Evan's shoulders relaxed slightly, and I caught the ghost of that almost-smile that had become my personal holy grail over the past twelve months.

“Should I bring anything?” I asked. “Snacks? My sparkling personality? A written oath that I won't steal the family silver?”

That earned me an actual eye roll, which felt like winning the lottery.

Just yourself, he wrote, then hesitated before adding:

Dad will be home from work by then.

“Cool,” I lied, because there was nothing cool about meeting your maybe-more-than-friend's intimidating father when you weren't even sure what you were to each other.

But Evan was watching me with that careful attention he gave to everything, like he was cataloging my reaction for future reference, and I'd be damned if I let him see how nervous the prospect made me.
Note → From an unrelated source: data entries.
//! Log query commands
//!
//! Fetch records from InfluxDB and print them as coloured text or JSON.

use crate::cli::{FilterArgs, OutputFormat};
use anyhow::Result;
use colored::Colorize;
use futures::TryStreamExt;
use influx_logging::config::Config;
use influx_logging::{
    Constraints, FilterExpression, InfluxClient, LogQueryService, LogRecord, LogStream, Timestamp,
};
use std::sync::Arc;

/// `recent`: the newest `limit` records, oldest first
pub async fn recent(cfg: &Config, limit: usize, filter: &FilterArgs, format: OutputFormat) -> Result<()> {
    let constraints = build_constraints(filter)?;
    let records = service(cfg).fetch_recent(limit, constraints).await?;
    print_records(records, format).await
}

/// `range`: records with `start <= time < end`
pub async fn range(
    cfg: &Config,
    start: &str,
    end: Option<&str>,
    filter: &FilterArgs,
    format: OutputFormat,
) -> Result<()> {
    let start: Timestamp = start.parse()?;
    let end = end.map(str::parse::<Timestamp>).transpose()?;
    let constraints = build_constraints(filter)?;

    let records = service(cfg).fetch_by_time(start, end, constraints).await?;
    print_records(records, format).await
}

/// `query`: raw Flux text
pub async fn query(cfg: &Config, flux: &str, format: OutputFormat) -> Result<()> {
    let records = service(cfg).query(flux).await?;
    print_records(records, format).await
}

fn service(cfg: &Config) -> LogQueryService {
    let client = InfluxClient::from_config(&cfg.influxdb);
    LogQueryService::new(
        Arc::new(client),
        &cfg.influxdb.bucket,
        &cfg.influxdb.measurement,
    )
}

/// Combine `--tag` pairs and a `--filter` document
fn build_constraints(args: &FilterArgs) -> Result<Constraints> {
    let mut constraints = Constraints::new();
    for (key, value) in &args.tags {
        constraints = constraints.tag(key, value);
    }
    if let Some(json) = &args.filter {
        constraints = constraints.filter(FilterExpression::from_json(json)?);
    }
    Ok(constraints)
}

async fn print_records(mut records: LogStream, format: OutputFormat) -> Result<()> {
    match format {
        OutputFormat::Json => {
            let records: Vec<LogRecord> = records.try_collect().await?;
            println!("{}", serde_json::to_string_pretty(&records)?);
        }
        OutputFormat::Text => {
            let mut count = 0usize;
            while let Some(record) = records.try_next().await? {
                println!("{}", format_record(&record));
                count += 1;
            }

            if count == 0 {
                println!("{}", "No logs found matching the criteria".yellow());
            } else {
                println!();
                println!("{}", format!("Found {} log entries", count).bold());
            }
        }
    }

    Ok(())
}

/// One line per record: time, level, message, then the remaining tags
fn format_record(record: &LogRecord) -> String {
    let timestamp = record.time.format("%Y-%m-%d %H:%M:%S%.3f").to_string();

    let level = match record.level.as_str() {
        "ERROR" | "CRITICAL" => record.level.red().bold(),
        "WARN" | "WARNING" => record.level.yellow().bold(),
        "INFO" => record.level.green(),
        "DEBUG" => record.level.blue(),
        _ => record.level.normal(),
    };

    let mut line = format!("{} {} {}", timestamp.dimmed(), level, record.message);

    if !record.extra.is_empty() {
        let tags: Vec<String> = record
            .extra
            .iter()
            .map(|(k, v)| format!("{}={}", k, v))
            .collect();
        line.push_str(&format!("  {}", tags.join(" ").dimmed()));
    }

    line
}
“Lead the way, Callahan. I'll meet you at the main entrance after last period.”

The walk from Hollow Pines High to Evan's house felt different than our usual forest expeditions. People noticed us together now.

Mrs. Torres waved from the inn's front porch, her smile warm but speculative. Charlie from the general store nodded as we passed.

I'd gotten used to being a minor celebrity in a town where nothing interesting ever happened. What I hadn't gotten used to was the way Evan seemed to shrink into himself whenever people stared too long, like their attention was a physical weight pressing down on his shoulders.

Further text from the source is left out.